Schon seit einigen Jahren bewegen wir uns auf Luthers Spuren, mal in einer Gruppe ökumenisch bewegter Freunde, mal auch nur zu zweit. Wir sahen in Worms die Stelle, an der Luther dem Kaiser widerstand, auf der Wartburg den berühmten Tintenfleck an der Wand. In Augsburg suchten wir den Mauerdurchbruch, durch den Luther nach einem Streitgespräch mit dem päpstlichen Gesandten Cajetan heimlich aus der Stadt floh. In Rom standen wir an der Treppe, an der der damalige Mönch seine Bußübungen vollzog. Und in Wittenberg konnten wir im Schwarzen Kloster nachvollziehen, wie der Reformator lebte und arbeitete. Und nun Schmalkalden – eine wunderschön restaurierte Fachwerkstadt am Fuß des Thüringer Waldes mit einer für den Protestantismus in Deutschland bedeutsamen Geschichte.
In Schmalkalden gründeten die evangelischen Fürsten 1530 den Schmalkaldischen Bund, ein Verteidigungsbündnis gegen den Kaiser. Sieben Bundestagungen wurden in der Stadt, die damals zu Hessen gehörte, abgehalten, die glanzvollste fand 1537 statt: Fürsten, Vertreter von Reichs- und Hansestädten, Gesandte des Kaisers und des Papstes kamen. Und Theologen, an ihrer Spitze Martin Luther. Hier legte der Reformator die Schmalkaldischen Artikel vor. Sie gehören heute noch zu den Bekenntnisschriften der evangelischen Kirchen und gelten als sein ganz persönliches Bekenntnis. Das prachtvolle Fachwerkhaus, in dem Reformator damals abstieg, kann man heute noch in Augenschein nehmen. Und im Museum Schloss Wilhelmsburg lässt sich die Bedeutung des Schmalkaldischen Bundes in einer sehr gelungenen multimedialen Dauerausstellung, für die man sich Zeit nehmen sollte, nachvollziehen.

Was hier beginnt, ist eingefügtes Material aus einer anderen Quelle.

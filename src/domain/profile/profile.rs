//! UserProfile aggregate root.
//!
//! The durable record of one user's identity and assessment results.
//! A profile always carries exactly 12 dimension slots; slots only ever
//! transition from empty to filled, never back.

use std::collections::BTreeMap;

use serde::{Deserialize, Serialize};

use crate::domain::foundation::{Dimension, ProfileId, Timestamp, ValidationError};
use crate::domain::profile::DimensionResult;

/// Outcome of a dimension write attempt.
#[derive(Debug, Clone, Copy, PartialEq, Eq)]
pub enum DimensionWrite {
    /// The slot was empty and the result has been recorded.
    Recorded,
    /// The slot was already filled; the stored result is unchanged.
    AlreadyComplete,
}

/// A user's profile: identity plus the 12 assessment dimension slots.
///
/// # Invariants
///
/// - `name` is sanitized (letters, digits, and single spaces) and non-empty
/// - `dimensions` holds exactly one slot per [`Dimension`], forever
/// - a filled slot is never overwritten or cleared
/// - `updated_at` is refreshed on every successful dimension write
#[derive(Debug, Clone, PartialEq, Eq, Serialize, Deserialize)]
pub struct UserProfile {
    /// Unique identifier, generated at creation, immutable.
    id: ProfileId,

    /// Sanitized display name.
    name: String,

    /// When the profile was created.
    created_at: Timestamp,

    /// When the profile last changed.
    updated_at: Timestamp,

    /// One slot per assessment dimension.
    #[serde(default)]
    dimensions: BTreeMap<Dimension, Option<DimensionResult>>,
}

impl UserProfile {
    /// Creates a new profile with a fresh id and all 12 slots empty.
    ///
    /// The name is sanitized first: characters outside letters, digits,
    /// and whitespace are stripped, runs of whitespace collapse to a
    /// single space, and the result is trimmed.
    ///
    /// # Errors
    ///
    /// - `EmptyField` if the name is empty after sanitization
    pub fn new(name: &str) -> Result<Self, ValidationError> {
        let name = Self::sanitize_name(name);
        if name.is_empty() {
            return Err(ValidationError::empty_field("name"));
        }

        let now = Timestamp::now();
        Ok(Self {
            id: ProfileId::new(),
            name,
            created_at: now,
            updated_at: now,
            dimensions: Self::empty_slots(),
        })
    }

    /// Reconstitutes a profile from persistence (no validation).
    pub fn reconstitute(
        id: ProfileId,
        name: String,
        created_at: Timestamp,
        updated_at: Timestamp,
        dimensions: BTreeMap<Dimension, Option<DimensionResult>>,
    ) -> Self {
        let mut profile = Self {
            id,
            name,
            created_at,
            updated_at,
            dimensions,
        };
        profile.normalize();
        profile
    }

    /// Fills any dimension keys absent from a persisted record with empty
    /// slots, restoring the exactly-12-slots invariant.
    pub fn normalize(&mut self) {
        for dim in Dimension::all() {
            self.dimensions.entry(*dim).or_insert(None);
        }
    }

    // ─────────────────────────────────────────────────────────────────────────
    // Accessors
    // ─────────────────────────────────────────────────────────────────────────

    pub fn id(&self) -> ProfileId {
        self.id
    }

    pub fn name(&self) -> &str {
        &self.name
    }

    pub fn created_at(&self) -> &Timestamp {
        &self.created_at
    }

    pub fn updated_at(&self) -> &Timestamp {
        &self.updated_at
    }

    /// Returns the result stored for a dimension, if completed.
    pub fn dimension(&self, dim: Dimension) -> Option<&DimensionResult> {
        self.dimensions.get(&dim).and_then(Option::as_ref)
    }

    /// Returns true if the given dimension has been completed.
    pub fn is_dimension_complete(&self, dim: Dimension) -> bool {
        self.dimension(dim).is_some()
    }

    /// Returns the number of completed dimensions.
    pub fn completed_count(&self) -> usize {
        self.dimensions
            .values()
            .filter(|slot| slot.is_some())
            .count()
    }

    /// The lowercase directory-friendly form of the name: whitespace
    /// becomes underscores.
    pub fn slug(&self) -> String {
        self.name.to_lowercase().replace(' ', "_")
    }

    // ─────────────────────────────────────────────────────────────────────────
    // Mutations
    // ─────────────────────────────────────────────────────────────────────────

    /// Records a result for a dimension, write-once.
    ///
    /// If the slot is already filled the call is a no-op and the stored
    /// result stays as it was; callers can tell from the returned
    /// [`DimensionWrite`] which case occurred.
    pub fn complete_dimension(
        &mut self,
        dim: Dimension,
        result: DimensionResult,
    ) -> DimensionWrite {
        let slot = self.dimensions.entry(dim).or_insert(None);
        if slot.is_some() {
            return DimensionWrite::AlreadyComplete;
        }

        *slot = Some(result);
        self.updated_at = Timestamp::now();
        DimensionWrite::Recorded
    }

    // ─────────────────────────────────────────────────────────────────────────
    // Private helpers
    // ─────────────────────────────────────────────────────────────────────────

    fn sanitize_name(raw: &str) -> String {
        let stripped: String = raw
            .chars()
            .filter(|c| c.is_alphanumeric() || c.is_whitespace())
            .collect();

        stripped.split_whitespace().collect::<Vec<_>>().join(" ")
    }

    fn empty_slots() -> BTreeMap<Dimension, Option<DimensionResult>> {
        Dimension::all().iter().map(|d| (*d, None)).collect()
    }
}

#[cfg(test)]
mod tests {
    use super::*;

    fn test_result(summary: &str) -> DimensionResult {
        DimensionResult::new(summary, vec![], vec![], vec![], vec![]).unwrap()
    }

    #[test]
    fn new_profile_has_12_empty_slots() {
        let profile = UserProfile::new("Afrin").unwrap();

        assert_eq!(profile.completed_count(), 0);
        for dim in Dimension::all() {
            assert!(profile.dimension(*dim).is_none());
        }
    }

    #[test]
    fn new_profile_generates_unique_ids() {
        let p1 = UserProfile::new("Afrin").unwrap();
        let p2 = UserProfile::new("Afrin").unwrap();
        assert_ne!(p1.id(), p2.id());
    }

    #[test]
    fn name_is_sanitized_at_creation() {
        let profile = UserProfile::new("  Afrin  O'Neill-42! ").unwrap();
        assert_eq!(profile.name(), "Afrin ONeill42");
    }

    #[test]
    fn name_whitespace_runs_collapse() {
        let profile = UserProfile::new("Jo \t  Anne").unwrap();
        assert_eq!(profile.name(), "Jo Anne");
    }

    #[test]
    fn rejects_name_empty_after_sanitization() {
        for raw in ["", "   ", "!!!", "@#$%"] {
            let result = UserProfile::new(raw);
            assert!(
                matches!(result, Err(ValidationError::EmptyField { .. })),
                "expected '{}' to be rejected",
                raw
            );
        }
    }

    #[test]
    fn slug_is_lowercase_with_underscores() {
        let profile = UserProfile::new("Jo Anne Smith").unwrap();
        assert_eq!(profile.slug(), "jo_anne_smith");
    }

    #[test]
    fn complete_dimension_records_result() {
        let mut profile = UserProfile::new("Afrin").unwrap();

        let write = profile.complete_dimension(Dimension::Personality, test_result("Curious"));

        assert_eq!(write, DimensionWrite::Recorded);
        assert_eq!(
            profile.dimension(Dimension::Personality).unwrap().summary(),
            "Curious"
        );
        assert_eq!(profile.completed_count(), 1);
    }

    #[test]
    fn complete_dimension_is_write_once() {
        let mut profile = UserProfile::new("Afrin").unwrap();
        profile.complete_dimension(Dimension::Skills, test_result("First"));
        let updated_after_first = *profile.updated_at();

        let write = profile.complete_dimension(Dimension::Skills, test_result("Second"));

        assert_eq!(write, DimensionWrite::AlreadyComplete);
        assert_eq!(
            profile.dimension(Dimension::Skills).unwrap().summary(),
            "First"
        );
        assert_eq!(profile.updated_at(), &updated_after_first);
    }

    #[test]
    fn complete_dimension_refreshes_updated_at() {
        let mut profile = UserProfile::new("Afrin").unwrap();
        let created = *profile.updated_at();
        std::thread::sleep(std::time::Duration::from_millis(10));

        profile.complete_dimension(Dimension::Interests, test_result("Engaged"));

        assert!(profile.updated_at().is_after(&created));
    }

    #[test]
    fn normalize_restores_missing_slots() {
        let mut profile = UserProfile::new("Afrin").unwrap();
        // Simulate an older record missing some keys.
        profile.dimensions.remove(&Dimension::Constraints);
        profile.dimensions.remove(&Dimension::TrackRecord);

        profile.normalize();

        assert_eq!(profile.dimensions.len(), Dimension::COUNT);
        assert!(profile.dimension(Dimension::Constraints).is_none());
    }

    #[test]
    fn serde_round_trip_preserves_profile() {
        let mut profile = UserProfile::new("Afrin").unwrap();
        profile.complete_dimension(Dimension::Personality, test_result("Curious"));

        let json = serde_json::to_string(&profile).unwrap();
        let back: UserProfile = serde_json::from_str(&json).unwrap();

        assert_eq!(back, profile);
    }

    #[test]
    fn serialized_record_contains_all_dimension_keys() {
        let profile = UserProfile::new("Afrin").unwrap();
        let json = serde_json::to_value(&profile).unwrap();

        let dims = json["dimensions"].as_object().unwrap();
        assert_eq!(dims.len(), 12);
        assert!(dims["personality"].is_null());
        assert!(dims["constraints"].is_null());
    }
}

Genauso spannend kann es aber sein, die Wege Luthers außerhalb der Stadt zu suchen. Thüringen ist voller Lutherwege und einer davon führt von Schmalkalden nach Wittenberg. Ihn soll der Reformator genommen haben, als er schwer krank vom „glanzvollen Fürstentag“ abreiste. Er führt über den Thüringer Wald und lässt sich gut wandern. Luther, von Blasen- und Nierensteine furchtbar geplagt, reiste aus Schmalkalden ab und übernachtete dann in Tambach-Dietharz. Die Schmerzen waren so stark, dass er glaubte, sterben zu müssen. In der Nähe des Ortes trank er aus einer Quelle und am nächsten Morgen war er von seinen Qualen befreit. Er schrieb an seinen Freund Melanchthon „aus Tambach, dem Ort meiner Segnung (…), an dem mir Gott erschien“. Ob es nun wirklich die Quelle war oder der holprige Weg, der ihn von seinen Nierensteinen erlöste, lässt sich nicht entscheiden, die Quelle aber ist heute als Lutherbrunnen zu besichtigen. Der Lutherweg führt direkt daran vorbei. Wir sind den gut ausgeschilderten Weg im März in umgekehrte Richtung, also vom Brunnen nach Schmalkalden, gelaufen und konnten die Stille und schöne Ausblicke genießen. Um diese Jahreszeit waren wir selbst auf dem berühmten Rennsteig allein. In der Nähe der Stadt begleiten dann Schilder mit Lutherzitaten die Wanderer.
Der Schmalkaldische Bund unterlag im Schmalkaldischen Krieg von 1546/47, dennoch gelang es Kaiser Karl V. nicht dauerhaft, den Protestantismus in Deutschland zurückzudrängen.